Even though temperatures were in the 60s in town, this time of year begins the endless katabatic winds and much higher temperature variations in the high country. So even though it had been warm for three days, we weren't entirely surprised to find snow and ice covering much of the trail in the valleys, with a frigid blasting west wind and temperatures near freezing up high. As we battled the crosswind along the Divide, we spotted this adorable ptarmigan who sat right on the trail, looking up at us as though he expected we couldn't see him at all. He finally moved along as we veered around him. I found it cute that his half-changed summer-to-winter plumage still perfectly matched the brown and white landscape.

Conditions were tricky, with ankle-deep patchy snow and enough knee-deep drifts to mask but not prevent uneven footing on the rocky tundra. About halfway over the Divide, at exactly the farthest point from our start-finish, I punched into a drift and hit my shoe awkwardly on a rock, causing my left ankle to roll badly enough that my whole body toppled to one side. There I was, laying with my back in the snow, lower legs still wedged in the drift, knees bent uncomfortably and a horrifyingly sharp pain emanating from my ankle.

Even knowing that I tend to overreact to pain, I was frozen in terror, convinced I'd be crawling off this mountain as the cold wind drained away my body heat. After several minutes I found the courage to belly-roll and crawl out of the snow drift, slowly pulled myself to my feet, and took several tentative steps, gripping my knee with both hands for leverage in case the ankle collapsed again. It remained sore for the rest of the week, but amazingly wasn't sprained. The pain had been intense and I couldn't fathom how it managed to stay intact. The only reason I could extrapolate is that this left ankle has long been the weak one, and I roll it frequently. It's probably so over-flexed from these frequent wrenchings that my ankle tendons are stretched like taffy, and it would take a lot to tear them.

Thanks to the sore ankle, I got back on my bike again this week, and realized that cycling wasn't as hard or painful as the Leadville overnight led me to believe. Another big storm was headed our way on Sunday, so Cheryl and I decided to make one last go at Old Fall River Road in Rocky Mountain National Park, before the snow (The road isn't plowed and only minimally hiked and skied during the winter, so it isn't viable for snow biking unless one is willing to snowshoe in their own trail first.)

A "mini-storm" was forecast for Friday, which brought snow squalls, snain, and yet more breathtaking wind. Rocky Mountain National Park was already in the process of shutting down everything for the season, with most campgrounds closed and only eight miles of Trail Ridge Road still open. The elk and leaves are gone, and it's undeniably shoulder season here ... so we were surprised at the crowds in the park. I suppose many folks, like us, are just trying to get in one last mountain adventure before winter closes in. A man with a southern accent approached us: "It looks like you gals are fixin' to ride those bikes up Old Fall River," he said.
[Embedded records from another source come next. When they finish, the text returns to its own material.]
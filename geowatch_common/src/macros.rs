/*
 * Copyright © 2025, United States Government, as represented by the Administrator of 
 * the National Aeronautics and Space Administration. All rights reserved.
 *
 * The “ODIN” software is licensed under the Apache License, Version 2.0 (the "License"); 
 * you may not use this file except in compliance with the License. You may obtain a copy 
 * of the License at http://www.apache.org/licenses/LICENSE-2.0.
 *
 * Unless required by applicable law or agreed to in writing, software distributed under
 * the License is distributed on an "AS IS" BASIS, WITHOUT WARRANTIES OR CONDITIONS OF ANY KIND,
 * either express or implied. See the License for the specific language governing permissions
 * and limitations under the License.
 */

/// central place to intercept logging macros. Library crates use these instead of
/// `tracing` directly so that we can change the backend without touching call sites

#[macro_export]
macro_rules! trace {
    ( $( $id:ident = $e:expr ),* ) => { $crate::tracing::trace!( $( $id = $e ),* ) };
    ( $( $e: expr ),* ) => { $crate::tracing::trace!( $( $e ),* ) }
}

#[macro_export]
macro_rules! debug {
    ( $( $id:ident = $e:expr ),* ) => { $crate::tracing::debug!( $( $id = $e ),* ) };
    ( $( $e: expr ),* ) => { $crate::tracing::debug!( $( $e ),* ) }
}

#[macro_export]
macro_rules! info {
    ( $( $id:ident = $e:expr ),* ) => { $crate::tracing::info!( $( $id = $e ),* ) };
    ( $( $e: expr ),* ) => { $crate::tracing::info!( $( $e ),* ) }
}

#[macro_export]
macro_rules! warn {
    ( $( $id:ident = $e:expr ),* ) => { $crate::tracing::warn!( $( $id = $e ),* ) };
    ( $( $e: expr ),* ) => { $crate::tracing::warn!( $( $e ),* ) }
}

#[macro_export]
macro_rules! error {
    ( $( $id:ident = $e:expr ),* ) => { $crate::tracing::error!( $( $id = $e ),* ) };
    ( $( $e: expr ),* ) => { $crate::tracing::error!( $( $e ),* ) }
}

/// syntactic sugar to define a command line interface as a lazily parsed static. The using crate
/// needs `clap` (with "derive") and `lazy_static` dependencies
/// ```ignore
/// define_cli! { ARGS [about="show live positions"] =
///     verbose: bool [help="print all updates", short, long],
///     config: String [help="path to config file", long, default_value="geowatch.ron"]
/// }
/// ```
#[macro_export]
macro_rules! define_cli {
    ($name:ident [ $( $sopt:ident $(= $sx:expr)? ),* ] = $( $( #[$meta:meta] )? $fname:ident : $ftype:ty [ $( $fopt:ident $(= $fx:expr)?),* ] ),* ) => {
        use clap::Parser;
        use lazy_static::lazy_static;

        #[derive(Parser,Debug)]
        #[command( $( $sopt $(=$sx)? ),* )]
        struct CliOpts {
            $(
                #[arg( $( $fopt $(=$fx)? ),* )]
                $(#[$meta])?
                $fname : $ftype,
            )*
        }
        lazy_static! { static ref $name: CliOpts = CliOpts::parse(); }
    }
}
/*
 * Copyright © 2025, United States Government, as represented by the Administrator of 
 * the National Aeronautics and Space Administration. All rights reserved.
 *
 * The “ODIN” software is licensed under the Apache License, Version 2.0 (the "License"); 
 * you may not use this file except in compliance with the License. You may obtain a copy 
 * of the License at http://www.apache.org/licenses/LICENSE-2.0.
 *
 * Unless required by applicable law or agreed to in writing, software distributed under
 * the License is distributed on an "AS IS" BASIS, WITHOUT WARRANTIES OR CONDITIONS OF ANY KIND,
 * either express or implied. See the License for the specific language governing permissions
 * and limitations under the License.
 */

#![allow(unused)]

use std::{path::PathBuf, sync::Arc, time::Duration};
use rand::{Rng, SeedableRng};
use rand_chacha::ChaCha8Rng;
use serde::{Serialize,Deserialize};
use tokio::sync::watch;
use geowatch_common::{
    angle::wrap_unit, datetime::{deserialize_duration, serialize_duration, secs_f64},
    geometry::{LonLat, interpolate_along_path}, info
};
use geowatch_anim::Animated;

use crate::lanes::LaneSet;

// per vessel speed ranges in lane fractions per nominal frame
const MAJOR_SPEED_MIN: f64 = 0.00025;
const MAJOR_SPEED_RANGE: f64 = 0.00035;
const MIDDLE_SPEED_MIN: f64 = 0.0002;
const MIDDLE_SPEED_RANGE: f64 = 0.0003;

/// max random displacement of evenly spaced vessels on major lanes
const OFFSET_JITTER: f64 = 0.05;

#[derive(Serialize,Deserialize,Debug,Clone)]
pub struct SwarmConfig {
    /// hard cap for the number of simulated vessels
    pub budget: usize,
    pub vessels_per_major_lane: usize,
    pub vessels_per_middle_lane: usize,

    /// we don't recompute positions more often than this
    #[serde(deserialize_with="deserialize_duration", serialize_with="serialize_duration")]
    pub frame_interval: Duration,

    /// the frame interval the vessel speeds refer to
    #[serde(deserialize_with="deserialize_duration", serialize_with="serialize_duration")]
    pub nominal_frame: Duration,

    /// RNG seed for reproducible runs, a random one is used (and logged) if not set
    #[serde(default)]
    pub seed: Option<u64>,

    /// lane polyline file, the embedded lanes are used if not set
    #[serde(default)]
    pub lanes_path: Option<PathBuf>,
}

impl Default for SwarmConfig {
    fn default ()->Self {
        SwarmConfig {
            budget: 130,
            vessels_per_major_lane: 2,
            vessels_per_middle_lane: 1,
            frame_interval: secs_f64( 1.0 / 30.0),
            nominal_frame: secs_f64( 1.0 / 60.0),
            seed: None,
            lanes_path: None,
        }
    }
}

/// the mutable per vessel simulation state. Lane assignment and speed are fixed for the lifetime
/// of the vessel, only the offset (fraction of lane length in [0,1)) changes
#[derive(Serialize,Deserialize,Debug,Clone,PartialEq)]
pub struct VesselState {
    pub id: u32,
    pub lane: usize,
    pub offset: f64,
    pub speed: f64,
}

/// what we publish for rendering
#[derive(Serialize,Deserialize,Debug,Clone,PartialEq)]
pub struct AnimatedVessel {
    pub id: u32,
    pub lane: usize,
    pub offset: f64,
    pub speed: f64,
    pub position: LonLat,
}

/// seed vessel states for all lanes in tier order (major lanes first) until the budget is used up.
/// Lanes that come after the budget is exhausted get no vessels
pub fn seed_vessels<R: Rng> (lanes: &LaneSet, config: &SwarmConfig, rng: &mut R)->Vec<VesselState> {
    let budget = config.budget;
    let mut vessels: Vec<VesselState> = Vec::with_capacity( budget);

    let n = config.vessels_per_major_lane;
    'major: for lane in 0..lanes.major.len() {
        for j in 0..n {
            if vessels.len() >= budget { break 'major }
            let offset = wrap_unit( j as f64 / n as f64 + (rng.random::<f64>() - 0.5) * OFFSET_JITTER);
            let speed = MAJOR_SPEED_MIN + rng.random::<f64>() * MAJOR_SPEED_RANGE;
            vessels.push( VesselState { id: vessels.len() as u32, lane, offset, speed });
        }
    }

    let n = config.vessels_per_middle_lane;
    'middle: for i in 0..lanes.middle.len() {
        for j in 0..n {
            if vessels.len() >= budget { break 'middle }
            let offset = if n > 1 {
                wrap_unit( j as f64 / n as f64 + (rng.random::<f64>() - 0.5) * OFFSET_JITTER)
            } else {
                rng.random::<f64>()
            };
            let speed = MIDDLE_SPEED_MIN + rng.random::<f64>() * MIDDLE_SPEED_RANGE;
            vessels.push( VesselState { id: vessels.len() as u32, lane: lanes.major.len() + i, offset, speed });
        }
    }

    vessels
}

/// a fixed population of vessels moving along their lanes. Movement is scaled by the actual
/// elapsed time so that the apparent speed does not depend on the frame rate we achieve
pub struct VesselSwarm {
    lanes: Arc<LaneSet>,
    vessels: Vec<VesselState>,
    nominal_frame: Duration,
    tx: watch::Sender<Arc<Vec<AnimatedVessel>>>,
}

impl VesselSwarm {
    pub fn new (lanes: Arc<LaneSet>, vessels: Vec<VesselState>, nominal_frame: Duration)->Self {
        let initial = Arc::new( compute_positions( &lanes, &vessels));
        let (tx, _) = watch::channel( initial);
        VesselSwarm { lanes, vessels, nominal_frame, tx }
    }

    /// deterministic seeding from the config seed (or a logged random one)
    pub fn seeded (lanes: Arc<LaneSet>, config: &SwarmConfig)->Self {
        let seed = config.seed.unwrap_or_else( || rand::random::<u64>());
        let mut rng = ChaCha8Rng::seed_from_u64( seed);
        let vessels = seed_vessels( &lanes, config, &mut rng);
        info!("seeded {} vessels on {} lanes (seed {})", vessels.len(), lanes.len(), seed);

        VesselSwarm::new( lanes, vessels, config.nominal_frame)
    }

    pub fn lanes (&self)->&LaneSet { &self.lanes }
    pub fn vessels (&self)->&[VesselState] { &self.vessels }
    pub fn len (&self)->usize { self.vessels.len() }
    pub fn is_empty (&self)->bool { self.vessels.is_empty() }

    pub fn subscribe (&self)->watch::Receiver<Arc<Vec<AnimatedVessel>>> { self.tx.subscribe() }

    /// move all vessels by `speed * elapsed/nominal_frame`, wrapping around at the lane end
    pub fn advance (&mut self, elapsed: Duration) {
        let scale = elapsed.as_secs_f64() / self.nominal_frame.as_secs_f64();
        for v in self.vessels.iter_mut() {
            v.offset = wrap_unit( v.offset + v.speed * scale);
        }
    }

    pub fn positions (&self)->Vec<AnimatedVessel> {
        compute_positions( &self.lanes, &self.vessels)
    }

    fn publish (&self) {
        self.tx.send_replace( Arc::new( self.positions()));
    }
}

fn compute_positions (lanes: &LaneSet, vessels: &[VesselState])->Vec<AnimatedVessel> {
    vessels.iter().map( |v| AnimatedVessel {
        id: v.id,
        lane: v.lane,
        offset: v.offset,
        speed: v.speed,
        position: lanes.path( v.lane).map( |p| interpolate_along_path( p, v.offset)).unwrap_or( LonLat::ORIGIN),
    }).collect()
}

/// registered with the scheduler at the frame interval, which caps the recomputation rate
impl Animated for VesselSwarm {
    fn advance (&mut self, elapsed: Duration, _now: Duration) {
        VesselSwarm::advance( self, elapsed);
        self.publish();
    }
}
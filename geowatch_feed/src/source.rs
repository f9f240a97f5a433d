/*
 * Copyright © 2025, United States Government, as represented by the Administrator of 
 * the National Aeronautics and Space Administration. All rights reserved.
 *
 * The “ODIN” software is licensed under the Apache License, Version 2.0 (the "License"); 
 * you may not use this file except in compliance with the License. You may obtain a copy 
 * of the License at http://www.apache.org/licenses/LICENSE-2.0.
 *
 * Unless required by applicable law or agreed to in writing, software distributed under
 * the License is distributed on an "AS IS" BASIS, WITHOUT WARRANTIES OR CONDITIONS OF ANY KIND,
 * either express or implied. See the License for the specific language governing permissions
 * and limitations under the License.
 */

#![allow(unused)]

use std::time::Duration;
use async_trait::async_trait;
use reqwest::{Client, Response, StatusCode};
use serde::{Serialize, de::DeserializeOwned};
use tokio::time;
use geowatch_common::debug;

use crate::errors::{FeedError, Result};

/// a remote data source that delivers normalized entities. Implementations perform exactly one
/// network round trip per call and drop entities that fail required field checks - the returned
/// Vec only contains valid entities (it might be empty, which callers treat as failure)
#[async_trait]
pub trait FeedSource: Send + Sync {
    type Item: Clone + Send + Sync + Serialize + DeserializeOwned + 'static;

    /// a short name for logging and persistence
    fn name (&self)->&str;

    async fn fetch_items (&self)->Result<Vec<Self::Item>>;
}

/// run one fetch of `source` bounded by `to`
pub async fn fetch_with_timeout<S> (source: &S, to: Duration)->Result<Vec<S::Item>> where S: FeedSource + ?Sized {
    match time::timeout( to, source.fetch_items()).await {
        Ok(result) => result,
        Err(_) => Err( FeedError::TimeoutError(to))
    }
}

/// map response status codes into our error taxonomy. 429 is the rate limit signal
pub fn check_status (source: &str, response: Response)->Result<Response> {
    match response.status() {
        StatusCode::TOO_MANY_REQUESTS => Err( FeedError::RateLimitedError( source.to_string())),
        status if status.is_success() => Ok(response),
        other => Err( FeedError::HttpStatusError( other.as_u16()))
    }
}

pub async fn get_text (client: &Client, source: &str, url: &str)->Result<String> {
    debug!("{source} GET {url}");
    let response = check_status( source, client.get(url).send().await?)?;
    Ok( response.text().await? )
}

pub async fn get_json<T> (client: &Client, source: &str, url: &str)->Result<T> where T: DeserializeOwned {
    debug!("{source} GET {url}");
    let response = check_status( source, client.get(url).send().await?)?;
    let bytes = response.bytes().await?;
    Ok( serde_json::from_slice(&bytes)? )
}
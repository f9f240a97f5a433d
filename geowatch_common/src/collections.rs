/*
 * Copyright © 2025, United States Government, as represented by the Administrator of 
 * the National Aeronautics and Space Administration. All rights reserved.
 *
 * The “ODIN” software is licensed under the Apache License, Version 2.0 (the "License"); 
 * you may not use this file except in compliance with the License. You may obtain a copy 
 * of the License at http://www.apache.org/licenses/LICENSE-2.0.
 *
 * Unless required by applicable law or agreed to in writing, software distributed under
 * the License is distributed on an "AS IS" BASIS, WITHOUT WARRANTIES OR CONDITIONS OF ANY KIND,
 * either express or implied. See the License for the specific language governing permissions
 * and limitations under the License.
 */

use std::collections::VecDeque;

/// push to the back of a VecDeque that is used as a bounded queue, dropping the oldest (front)
/// entries if the new length would exceed `max_len`. Returns the number of dropped entries
pub fn push_bounded<T> (v: &mut VecDeque<T>, t: T, max_len: usize)->usize {
    let mut n_dropped = 0;
    while !v.is_empty() && v.len() >= max_len {
        v.pop_front();
        n_dropped += 1;
    }
    if max_len > 0 {
        v.push_back(t);
    } else {
        n_dropped += 1;
    }
    n_dropped
}
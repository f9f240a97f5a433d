/*
 * Copyright © 2025, United States Government, as represented by the Administrator of 
 * the National Aeronautics and Space Administration. All rights reserved.
 *
 * The “ODIN” software is licensed under the Apache License, Version 2.0 (the "License"); 
 * you may not use this file except in compliance with the License. You may obtain a copy 
 * of the License at http://www.apache.org/licenses/LICENSE-2.0.
 *
 * Unless required by applicable law or agreed to in writing, software distributed under
 * the License is distributed on an "AS IS" BASIS, WITHOUT WARRANTIES OR CONDITIONS OF ANY KIND,
 * either express or implied. See the License for the specific language governing permissions
 * and limitations under the License.
 */

#![allow(unused)]

//! the live position simulation: satellites, aircraft, vessels and geolocated events advanced
//! on one animation clock. A periodic summary log stands in for the renderer

use std::{path::PathBuf, sync::Arc, time::Duration};
use anyhow::Result;
use tokio::{task::JoinHandle, time};
use tokio_util::sync::CancellationToken;
use tracing_subscriber::EnvFilter;

use geowatch_common::{config::load_config_or_default, define_cli, info, warn};
use geowatch_anim::{AnimationScheduler, FrameDriver, PulsePhase, add_cadence};
use geowatch_orbital::spawn_satellite_feed;
use geowatch_adsb::{AdsbSource, OpenSkySource, adsb_fallback, opensky_fallback, spawn_aircraft_feed};
use geowatch_vessel::{LaneSet, VesselSwarm};
use geowatch_events::{ImpactQueue, PolymarketSource, spawn_event_poller};
use geowatch_live::{Layers, LiveConfig, spawn_summary_logger};

fn parse_run_for (s: &str)->std::result::Result<Duration,String> {
    parse_duration::parse(s).map_err( |e| format!("{:?}", e))
}

define_cli! { ARGS [about="live satellite, aircraft, vessel and event positions"] =
    config: PathBuf [help="path to RON config file", long, default_value="configs/geowatch.ron"],
    seed: Option<u64> [help="seed for the vessel simulation", long],
    run_for: Option<Duration> [help="terminate after given duration (e.g. \"5m\")", long, value_parser=parse_run_for]
}

#[tokio::main]
async fn main ()->Result<()> {
    tracing_subscriber::fmt()
        .with_env_filter( EnvFilter::try_from_default_env().unwrap_or_else( |_| EnvFilter::new("info")))
        .init();

    let mut config: LiveConfig = load_config_or_default( &ARGS.config)?;
    if let Some(seed) = ARGS.seed { config.vessels.seed = Some(seed) }

    let cancel = CancellationToken::new();
    let scheduler = AnimationScheduler::new().into_shared();
    let mut tasks: Vec<JoinHandle<()>> = Vec::new();

    //--- satellites: TLE refresh loop and propagation cadence
    let satellite_feed = spawn_satellite_feed( &config.orbital, cancel.clone());
    add_cadence( &scheduler, "propagation", config.orbital.propagation_interval, satellite_feed.propagation())?;

    //--- aircraft: refresh loops and dead reckoning cadences
    let adsb_feed = spawn_aircraft_feed(
        AdsbSource::new( &config.adsb), config.adsb.cache.clone(), adsb_fallback(), config.adsb.poll_interval, cancel.clone()
    );
    add_cadence( &scheduler, "adsb-dead-reckoning", config.adsb.dead_reckoning_interval, adsb_feed.dead_reckoning())?;

    let opensky_feed = match &config.opensky {
        Some(osc) => {
            let feed = spawn_aircraft_feed( OpenSkySource::new( osc), osc.cache.clone(), opensky_fallback(), osc.poll_interval, cancel.clone());
            add_cadence( &scheduler, "opensky-dead-reckoning", osc.dead_reckoning_interval, feed.dead_reckoning())?;
            Some(feed)
        }
        None => None
    };

    //--- vessels
    let lanes = match &config.vessels.lanes_path {
        Some(path) => LaneSet::load( path)?,
        None => LaneSet::embedded()?
    };
    let swarm = VesselSwarm::seeded( Arc::new(lanes), &config.vessels);
    let vessels = swarm.subscribe();
    add_cadence( &scheduler, "vessels", config.vessels.frame_interval, swarm)?;

    //--- events: ripple pulse, impact animations and the poller that feeds them
    let (pulse, pulse_rx) = PulsePhase::new( config.events.pulse_speed);
    add_cadence( &scheduler, "pulse", Duration::ZERO, pulse)?;

    let (impact_queue, impact_tx) = ImpactQueue::new( config.events.impact_duration, config.events.max_impacts);
    let impacts = impact_queue.subscribe();
    add_cadence( &scheduler, "impacts", Duration::ZERO, impact_queue)?;

    let ev = &config.events;
    let (event_task, events) = spawn_event_poller(
        PolymarketSource::new( ev), ev.poll_interval, ev.timeout, ev.max_impacts, impact_tx, cancel.clone()
    );

    //--- the clock
    let mut driver = FrameDriver::with_rate( scheduler.clone(), config.frame_rate);
    driver.start()?;

    let layers = Layers {
        satellites: satellite_feed.satellites.clone(),
        adsb: adsb_feed.aircraft.clone(),
        opensky: opensky_feed.as_ref().map( |f| f.aircraft.clone()),
        vessels,
        events,
        impacts,
        pulse: pulse_rx,
    };
    tasks.push( spawn_summary_logger( layers, config.summary_interval, cancel.clone()));
    tasks.push( satellite_feed.refresh_task);
    tasks.push( adsb_feed.refresh_task);
    if let Some(feed) = opensky_feed { tasks.push( feed.refresh_task) }
    tasks.push( event_task);

    match ARGS.run_for {
        Some(dur) => tokio::select! {
            res = tokio::signal::ctrl_c() => { res?; info!("interrupted") }
            _ = time::sleep( dur) => info!("run time of {:?} expired", dur)
        },
        None => {
            tokio::signal::ctrl_c().await?;
            info!("interrupted");
        }
    }

    //--- shutdown: no network result or animation callback gets delivered after this
    cancel.cancel();
    driver.terminate(); // also cancels all cadences
    for res in futures::future::join_all( tasks).await {
        if let Err(e) = res { warn!("task failed: {}", e) }
    }
    info!("terminated");

    Ok(())
}
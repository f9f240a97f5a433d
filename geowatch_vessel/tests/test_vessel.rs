/*
 * Copyright © 2025, United States Government, as represented by the Administrator of 
 * the National Aeronautics and Space Administration. All rights reserved.
 *
 * The “ODIN” software is licensed under the Apache License, Version 2.0 (the "License"); 
 * you may not use this file except in compliance with the License. You may obtain a copy 
 * of the License at http://www.apache.org/licenses/LICENSE-2.0.
 *
 * Unless required by applicable law or agreed to in writing, software distributed under
 * the License is distributed on an "AS IS" BASIS, WITHOUT WARRANTIES OR CONDITIONS OF ANY KIND,
 * either express or implied. See the License for the specific language governing permissions
 * and limitations under the License.
 */

#![allow(unused)]

use std::{sync::Arc, time::Duration};
use rand::SeedableRng;
use rand_chacha::ChaCha8Rng;
use geowatch_common::geometry::LonLat;
use geowatch_anim::AnimationScheduler;
use geowatch_vessel::*;

// run with "cargo test --test test_vessel -- --nocapture"

fn straight_lanes (n_major: usize, n_middle: usize)->LaneSet {
    let lane = |i: usize| vec![ LonLat::new( 0.0, i as f64), LonLat::new( 10.0, i as f64) ];
    LaneSet::new(
        (0..n_major).map( lane).collect(),
        (0..n_middle).map( |i| lane( 100 + i)).collect()
    ).unwrap()
}

fn config (seed: u64)->SwarmConfig {
    SwarmConfig { seed: Some(seed), ..SwarmConfig::default() }
}

#[test]
fn test_embedded_lanes () {
    let lanes = LaneSet::embedded().unwrap();
    println!("{} major, {} middle lanes, total length {:.1}°", lanes.major.len(), lanes.middle.len(), lanes.total_length());
    assert!( !lanes.major.is_empty());
    assert!( !lanes.middle.is_empty());

    let dense = lanes.densified( 1.0);
    assert_eq!( dense.len(), lanes.len());
    assert!( (dense.total_length() - lanes.total_length()).abs() < 1e-6);
}

#[test]
fn test_invalid_lanes () {
    assert!( LaneSet::from_json( r#"{ "major": [ [[1.0,2.0]] ], "middle": [] }"#).is_err());
    assert!( LaneSet::from_json( r#"{ "major": [ [[1.0,2.0],[3.0,4.0]] ], "middle": [] }"#).is_ok());
    assert!( LaneSet::from_json( "not json").is_err());
}

#[test]
fn test_seed_allocation () {
    let lanes = straight_lanes( 10, 5);
    let vessels = seed_vessels( &lanes, &SwarmConfig::default(), &mut ChaCha8Rng::seed_from_u64(42));

    assert_eq!( vessels.len(), 25);
    assert!( vessels[..20].iter().all( |v| v.lane < 10));
    assert!( vessels[20..].iter().all( |v| v.lane >= 10));
    assert!( vessels.iter().enumerate().all( |(i,v)| v.id as usize == i));

    for v in &vessels {
        assert!( v.offset >= 0.0 && v.offset < 1.0);
        if v.lane < 10 {
            assert!( v.speed >= 0.00025 && v.speed <= 0.0006);
        } else {
            assert!( v.speed >= 0.0002 && v.speed <= 0.0005);
        }
    }

    // the two vessels of a major lane are about half a lane apart
    let (a, b) = (&vessels[0], &vessels[1]);
    let d = (b.offset - a.offset).rem_euclid(1.0);
    assert!( (d - 0.5).abs() <= 0.05, "spacing {d}");
}

#[test]
fn test_budget_truncation () {
    // 70 major lanes would need 140 vessels
    let lanes = straight_lanes( 70, 20);
    let vessels = seed_vessels( &lanes, &SwarmConfig::default(), &mut ChaCha8Rng::seed_from_u64(1));

    assert_eq!( vessels.len(), 130);
    assert_eq!( vessels.last().unwrap().lane, 64);
    assert!( vessels.iter().all( |v| v.lane < 70)); // no middle lane got a vessel
}

#[test]
fn test_embedded_lanes_fill_budget () {
    // 52 major lanes take 104 vessels, the budget runs out on the 26th of 30 secondary lanes
    let lanes = LaneSet::embedded().unwrap();
    assert_eq!( lanes.major.len(), 52);
    assert_eq!( lanes.middle.len(), 30);

    let vessels = seed_vessels( &lanes, &SwarmConfig::default(), &mut ChaCha8Rng::seed_from_u64(3));
    assert_eq!( vessels.len(), 130);
    assert_eq!( vessels.iter().filter( |v| v.lane < 52).count(), 104);
    assert_eq!( vessels.last().unwrap().lane, 77);
    assert!( vessels.iter().all( |v| v.lane < 78)); // the last 4 secondary lanes stay empty
}

#[test]
fn test_deterministic_seed () {
    let lanes = Arc::new( LaneSet::embedded().unwrap());
    let a = VesselSwarm::seeded( lanes.clone(), &config(7));
    let b = VesselSwarm::seeded( lanes.clone(), &config(7));
    let c = VesselSwarm::seeded( lanes, &config(8));

    assert_eq!( a.vessels(), b.vessels());
    assert_ne!( a.vessels(), c.vessels());
}

#[test]
fn test_offsets_wrap () {
    let lanes = Arc::new( straight_lanes( 3, 3));
    let mut swarm = VesselSwarm::seeded( lanes, &config(3));

    for i in 0..10_000 {
        swarm.advance( Duration::from_millis( 17 + (i % 50)));
        assert!( swarm.vessels().iter().all( |v| v.offset >= 0.0 && v.offset < 1.0));
    }
}

#[test]
fn test_frame_time_scaling () {
    let lanes = Arc::new( straight_lanes( 4, 4));
    let mut a = VesselSwarm::seeded( lanes.clone(), &config(11));
    let mut b = VesselSwarm::seeded( lanes, &config(11));

    // one second at 30Hz vs. one second at 10Hz
    for _ in 0..30 { a.advance( Duration::from_secs_f64( 1.0/30.0)); }
    for _ in 0..10 { b.advance( Duration::from_secs_f64( 0.1)); }

    for (va, vb) in a.vessels().iter().zip( b.vessels()) {
        let d = (va.offset - vb.offset).abs();
        assert!( d < 1e-9 || (1.0 - d) < 1e-9, "{} vs {}", va.offset, vb.offset);
    }
}

#[test]
fn test_positions_on_lane () {
    let lanes = Arc::new( straight_lanes( 2, 0));
    let swarm = VesselSwarm::seeded( lanes, &config(5));

    for v in swarm.positions() {
        println!("{:?}", v);
        assert_eq!( v.position.lat, v.lane as f64);
        assert!( (v.position.lon - v.offset * 10.0).abs() < 1e-9);
    }
}

#[test]
fn test_swarm_cadence () {
    let lanes = Arc::new( straight_lanes( 2, 2));
    let swarm = VesselSwarm::seeded( lanes, &config(9));
    let rx = swarm.subscribe();
    let before: Vec<f64> = rx.borrow().iter().map( |v| v.offset).collect();

    let mut scheduler = AnimationScheduler::new();
    scheduler.add( "vessels", SwarmConfig::default().frame_interval, swarm);

    // driver ticks at 100Hz for 1s, the cadence only fires at ~30Hz
    let mut fired = 0;
    for i in 0..=100 {
        fired += scheduler.tick( Duration::from_millis( i * 10));
    }
    println!("fired {fired} times");
    assert!( fired <= 30 && fired >= 20);

    let after: Vec<f64> = rx.borrow().iter().map( |v| v.offset).collect();
    assert_ne!( before, after);
}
"Yup, that's what we're fixin to do ... if there isn't too much snow and the wind lets us through." So many ifs with me, all of the time. For confidence's sake, I need to just say, "Yup, riding all the way to the top."

The west wind raged through the morning. With the exception of the occasional switchback, it was nearly always a direct headwind with incredible resistance ... almost like riding into a screen door. In spite of this, Cheryl — who is training for the Iditarod 350 — kept a steady pace on her fat bike, and I did the best to follow on my skinny-tire mountain bike. (Admittedly I brought the smaller bike both because my fat bike needs work, and because I hoped for a small mechanical advantage over my better-conditioned friend.)

 Steering my bike into the wind and through snow drifts on the icy and rutted road proved tricky, and I was wishing for something more stable. As we cleared tree line, the hard wind became a full-blown monster, with biting cold and blinding blasts of snow. Later that night I skimmed through weather stations positioned nearby — all below 9,000 feet — and saw high wind speeds of 50mph with gusts to 65. Here are 12,000 feet, hurricane-force (above 70mph) is entirely plausible.

Cheryl and I were only about a quarter mile from the summit when I heard a disquieting roar. Of course the wind had been roaring all day, but this sound was more like a thunder boom, approaching from a distance. I looked up in time to see a wall of snow, almost solidly white, swirling toward us. I have seen such ground blizzards before — in Alaska — and instinctually hopped off my bike and crouched down as snow blasted over my body with astonishing force, scraping the exposed skin on my face and filling air pockets in the back of my coat with powder. When I looked up, Cheryl was on the ground, with her overturned bike just inches from a steep dropoff to the left. She said she "was tossed off the bike like a biscuit" (she recently re-relocated to Boulder from North Carolina, and feels free to keep the southern idioms she picked up in her time there.) Apparently the gust lifted her front wheel off the dirt and the bike reared up like an angry bronco, throwing her backward.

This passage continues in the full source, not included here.